Gerakan #2019GantiPresiden Berhasil Bawa RA Jadi Wisudawan Terbaik dengan IPK 4,00

123
Gerakan 2019 Ganti Presiden. (Foto: MataNaga)

MataNaga – Gerakan 2019 Ganti Presiden yang sering digaungkan oleh Mardani Ali Sera dan Neno Warisman berhasil membuat Regita Anggia meraih IPK sempurna di Universitas Padjajaran. Tak main-main, Regita mendapatkan nilai IPK sempurna yakni 4,00 dan mendapatkan gelar sebagai wisudawan terbaik.

Kisah Regita juga turut diunggah oleh Mardani Ali Sera melalui Twitter miliknya, @MardaniAliSera, Sabtu (9/2/2019). Dalam kicauannya, Mardani memuji Regita yang menuliskan skripsi dengan dasar Gerakan 2019 Ganti Presiden yang sering bertengger di sosial media.

Wisudawan terbaik UNPAD, judul skripsinya: “Pengaruh Sikap pada #2019GantiPresiden sebagai Gerakan Populis Terhadap Partisipasi Politik Pemilih Pemula Universitas Padjadjaran Melalui Penggunaan #2019GantiPresiden di Media Sosial,” tulis Mardani Ali Sera sambil memberikan emotikon.

Sementara dilansir oleh situs unpad.ac.id, diketahui Regita yang diwisuda pada Rabu (6/2/2019) merupakan mahasiswi jurusan Ilmu Komunikasi. Regita mengatakan semenjak awal masuk kuliah, dirinya telah termotivasi untuk mendapatkan nilai sempurna karena seniornya pernah mengalami hal yang serupa.

Regita merupakan mahasiswi yang aktif di kelas walaupun ia mengakui dirinya bukan orang yang senang membaca buku. Mahasiswi ini pernah meraih sejumlah gelar juara di beberapa kompetisi antar kampus.

“Ke depannya saya ingin terus meneliti, karena amat sangat senang penelitian, lalu ingin lebih baik juga, dan ingin melampaui batas,” ujar Regita. Diketahui, Mardani Ali Sera penggagas Gerakan 2019 Ganti Presiden pernah menjelaskan terkait tagar yang digaungkannya tersebut.
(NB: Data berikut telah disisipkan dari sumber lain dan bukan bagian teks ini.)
//! Watch command handler
//!
//! Runs a polling session in the foreground and reports each outcome.

use anyhow::Result;
use colored::*;
use std::process::ExitCode;
use std::sync::Arc;
use taskwatch_core::domain::poll::PollPhase;
use taskwatch_core::dto::task::TaskStatus;
use taskwatch_poller::{Config, HttpStatusRepository, Navigator, PollSession};
use tracing::info;

use crate::terminal::{TerminalNavigator, TerminalNotifier};

/// Exit code used when the user interrupts the watch
const INTERRUPTED: u8 = 130;

/// Poll a task until it reaches a terminal state
///
/// Exits 0 on success, 1 on failure or timeout.
pub async fn watch_task(config: &Config, task_id: &str) -> Result<ExitCode> {
    let repository = Arc::new(HttpStatusRepository::new(config.status_client()?));
    let navigator = TerminalNavigator::new(&config.base_url);
    let success_task_id = task_id.to_string();

    let options = config
        .poll_options()
        .on_progress(print_progress)
        .on_success(move |status| {
            print_success(&success_task_id, status);
            if let Some(url) = &status.redirect_url {
                navigator.navigate(url);
            }
        })
        .with_notifier(TerminalNotifier);

    let mut session = PollSession::new(task_id, repository, options)?;

    println!(
        "{} {} (every {:?}, up to {} polls)",
        "Watching task".bold(),
        task_id.cyan(),
        config.poll_interval,
        config.max_polls
    );

    session.start()?;

    let phase = tokio::select! {
        phase = session.finished() => Some(phase),
        _ = tokio::signal::ctrl_c() => None,
    };

    let Some(phase) = phase else {
        session.stop();
        println!("{}", "Interrupted, stopped polling.".yellow());
        return Ok(ExitCode::from(INTERRUPTED));
    };

    info!(
        "Task {} ended as {} after {} poll(s)",
        task_id,
        phase,
        session.poll_count()
    );

    Ok(match phase {
        PollPhase::Succeeded => ExitCode::SUCCESS,
        _ => ExitCode::FAILURE,
    })
}

/// Print a progress line
fn print_progress(status: &TaskStatus) {
    println!("  {} {:>5.1}%", "▸".cyan(), status.progress_or_zero());
}

/// Print the success summary and payload details
fn print_success(task_id: &str, status: &TaskStatus) {
    println!("{} Task {} succeeded", "✓".green().bold(), task_id.cyan());

    for (key, value) in &status.extra {
        println!("    {} = {}", key.cyan(), value);
    }
}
Disampaikan Mardani Ali Sera saat menjadi narasumber di acara Mata Najwa, ia menjelaskan awal mula gerakan tersebut, Rabu (5/9/2019).

“Tidak ada dalam pikiran saya untuk menggerakkan kondisi yang seperti sekarang. Jadi ceritanya itu diundang ke satu stasiun TV, kemudian ada dialog, tapi kok kayaknya nggak seimbang, yang memuji Pak Jokowi bagus banyak sekali,” ujar Mardani Ali Sera yang juga politisi PKS ini.
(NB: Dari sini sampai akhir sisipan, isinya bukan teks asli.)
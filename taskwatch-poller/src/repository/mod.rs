//! Repository layer
//!
//! Repositories are stateless HTTP adapters that fetch task status for the
//! scheduler. They contain no polling logic.
//!
//! The scheduler only sees the trait so tests can script responses.

mod status;

// Re-export trait
pub use status::StatusRepository;

// Re-export implementation
pub use status::HttpStatusRepository;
“Akhirnya saya katakan, nggak kok Pak Jokowi bisa kita kalahkan di 2019. Kemudian diundang lagi, kita katakan 2019 kita akan ganti presiden,” jelas Mardani yang dikutip dari Tribun Video. Semua itu berasal dari ucapan kemudian naik ke dunia maya kemudian ketemu tagar namun akhirnya sambutan masyarakat luar biasa terhadap tagar ini.

Merasa bertanggungjawab, Mardani Ali Sera membuat buku mengenai maksud dari tagar 2019 Ganti Presiden. Buku tersebut berisi mengenai isi dan landasan hukum, makna dan strateginya. Ia kemudian lanjut menjelaskan tujuan dari dibentuknya tagar ini.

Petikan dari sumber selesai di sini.